== EXERCISE ==
Every line of the data below should be retyped exactly.

[Collected data]
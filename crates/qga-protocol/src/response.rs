//! Response envelope and typed return payloads.

use serde::{Deserialize, Serialize};

/// Response envelope.
///
/// A success carries the command-specific result under `return`. Real
/// agents report failures under `error`; that member is kept opaque here
/// so callers can fold it into diagnostics — the transport layer itself
/// never branches on it.
#[derive(Debug, Clone, Default, Serialize, Deserialize)]
pub struct QgaResponse {
    /// Command-specific result. Absence of an expected field inside it
    /// is the caller's protocol error to raise.
    #[serde(rename = "return", skip_serializing_if = "Option::is_none")]
    pub ret: Option<serde_json::Value>,
    /// Agent-reported error, passed through verbatim.
    #[serde(skip_serializing_if = "Option::is_none")]
    pub error: Option<serde_json::Value>,
}

impl QgaResponse {
    /// Wrap a `return` value.
    pub fn with_return(value: serde_json::Value) -> Self {
        Self {
            ret: Some(value),
            error: None,
        }
    }

    /// One-line rendering for error messages.
    pub fn summary(&self) -> String {
        serde_json::to_string(self).unwrap_or_else(|_| "<unprintable response>".into())
    }
}

/// `guest-exec` return payload.
#[derive(Debug, Clone, Deserialize)]
pub struct ExecReturn {
    /// Correlation token for subsequent `guest-exec-status` polls.
    pub pid: i64,
}

/// `guest-exec-status` return payload.
#[derive(Debug, Clone, Deserialize)]
pub struct ExecStatus {
    /// True once the process has exited; only then are the other
    /// members meaningful.
    pub exited: bool,
    /// Numeric exit code. Agents have been observed to omit it.
    pub exitcode: Option<i32>,
    /// Captured stdout, base64. Absent means empty.
    #[serde(rename = "out-data")]
    pub out_data: Option<String>,
    /// Captured stderr, base64. Absent means empty.
    #[serde(rename = "err-data")]
    pub err_data: Option<String>,
}

/// `guest-file-write` return payload.
#[derive(Debug, Clone, Default, Deserialize)]
pub struct WriteReturn {
    /// Bytes the agent accepted. A missing count reads as 0, which the
    /// client treats as a short write.
    #[serde(default)]
    pub count: u64,
}
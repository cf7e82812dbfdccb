//! QGA Client - exec and file push against a QEMU guest agent
//!
//! This crate implements a client for the guest agent's line-delimited
//! JSON protocol over a Unix socket: run a shell command in the guest and
//! wait for its exit, or push a local file into the guest.

pub mod client;
pub mod error;
pub mod transport;

pub use client::{ClientConfig, Clock, ExecResult, PollState, QgaClient, WallClock};
pub use error::QgaError;
pub use qga_protocol::{Command, QgaRequest, QgaResponse};
pub use transport::{MockTransport, Transport, UnixTransport};
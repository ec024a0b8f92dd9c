// Changes the process working directory, so it lives alone in its own test binary.

#[cfg(unix)]
#[test]
fn test_relative_path_fails_without_working_directory() {
    use std::env;
    use std::path::Path;
    use tag_duper_core::storage::{split_path, Database};

    let db = Database::open_in_memory().unwrap();
    let dir = tempfile::tempdir().unwrap();
    let original = env::current_dir().unwrap();
    env::set_current_dir(dir.path()).unwrap();
    std::fs::remove_dir(dir.path()).unwrap();

    let split = split_path(Path::new("song.flac"));
    let lookup = db.file_id(Path::new("song.flac"));
    env::set_current_dir(&original).unwrap();

    assert!(split.is_err());
    assert!(lookup.is_err());
    assert!(split_path(Path::new("/music/song.flac")).is_ok());
}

== TASK RESPONSE ==
filename crates/qga-protocol/src/response.rs
//! Response envelope and typed return payloads.

use serde::{Deserialize, Serialize};

/// Response envelope.
///
/// A success carries the command-specific result under `return`. Real
/// agents report failures under `error`; that member is kept opaque here
/// so callers can fold it into diagnostics — the transport layer itself
/// never branches on it.
#[derive(Debug, Clone, Default, Serialize, Deserialize)]
pub struct QgaResponse {
    /// Command-specific result. Absence of an expected field inside it
    /// is the caller's protocol error to raise.
    #[serde(rename = "return", skip_serializing_if = "Option::is_none")]
    pub ret: Option<serde_json::Value>,
    /// Agent-reported error, passed through verbatim.
    #[serde(skip_serializing_if = "Option::is_none")]
    pub error: Option<serde_json::Value>,
}

impl QgaResponse {
    /// Wrap a `return` value.
    pub fn with_return(value: serde_json::Value) -> Self {
        Self {
            ret: Some(value),
            error: None,
        }
    }

    /// One-line rendering for error messages.
    pub fn summary(&self) -> String {
        serde_json::to_string(self).unwrap_or_else(|_| "<unprintable response>".into())
    }
}

/// `guest-exec` return payload.
#[derive(Debug, Clone, Deserialize)]
pub struct ExecReturn {
    /// Correlation token for subsequent `guest-exec-status` polls.
    pub pid: i64,
}

/// `guest-exec-status` return payload.
#[derive(Debug, Clone, Deserialize)]
pub struct ExecStatus {
    /// True once the process has exited; only then are the other
    /// members meaningful.
    pub exited: bool,
    /// Numeric exit code. Agents have been observed to omit it.
    pub exitcode: Option<i32>,
    /// Captured stdout, base64. Absent means empty.
    #[serde(rename = "out-data")]
    pub out_data: Option<String>,
    /// Captured stderr, base64. Absent means empty.
    #[serde(rename = "err-data")]
    pub err_data: Option<String>,
}

/// `guest-file-write` return payload.
#[derive(Debug, Clone, Default, Deserialize)]
pub struct WriteReturn {
    /// Bytes the agent accepted. A missing count reads as 0, which the
    /// client treats as a short write.
    #[serde(default)]
    pub count: u64,
}
repository cf7e82812dbfdccb
//! QGA Client - exec and file push against a QEMU guest agent
//!
//! This crate implements a client for the guest agent's line-delimited
//! JSON protocol over a Unix socket: run a shell command in the guest and
//! wait for its exit, or push a local file into the guest.

pub mod client;
pub mod error;
pub mod transport;

pub use client::{ClientConfig, Clock, ExecResult, PollState, QgaClient, WallClock};
pub use error::QgaError;
pub use qga_protocol::{Command, QgaRequest, QgaResponse};
pub use transport::{MockTransport, Transport, UnixTransport};
repository ec024a0b8f92dd9c
// Changes the process working directory, so it lives alone in its own test binary.

#[cfg(unix)]
#[test]
fn test_relative_path_fails_without_working_directory() {
    use std::env;
    use std::path::Path;
    use tag_duper_core::storage::{split_path, Database};

    let db = Database::open_in_memory().unwrap();
    let dir = tempfile::tempdir().unwrap();
    let original = env::current_dir().unwrap();
    env::set_current_dir(dir.path()).unwrap();
    std::fs::remove_dir(dir.path()).unwrap();

    let split = split_path(Path::new("song.flac"));
    let lookup = db.file_id(Path::new("song.flac"));
    env::set_current_dir(&original).unwrap();

    assert!(split.is_err());
    assert!(lookup.is_err());
    assert!(split_path(Path::new("/music/song.flac")).is_ok());
}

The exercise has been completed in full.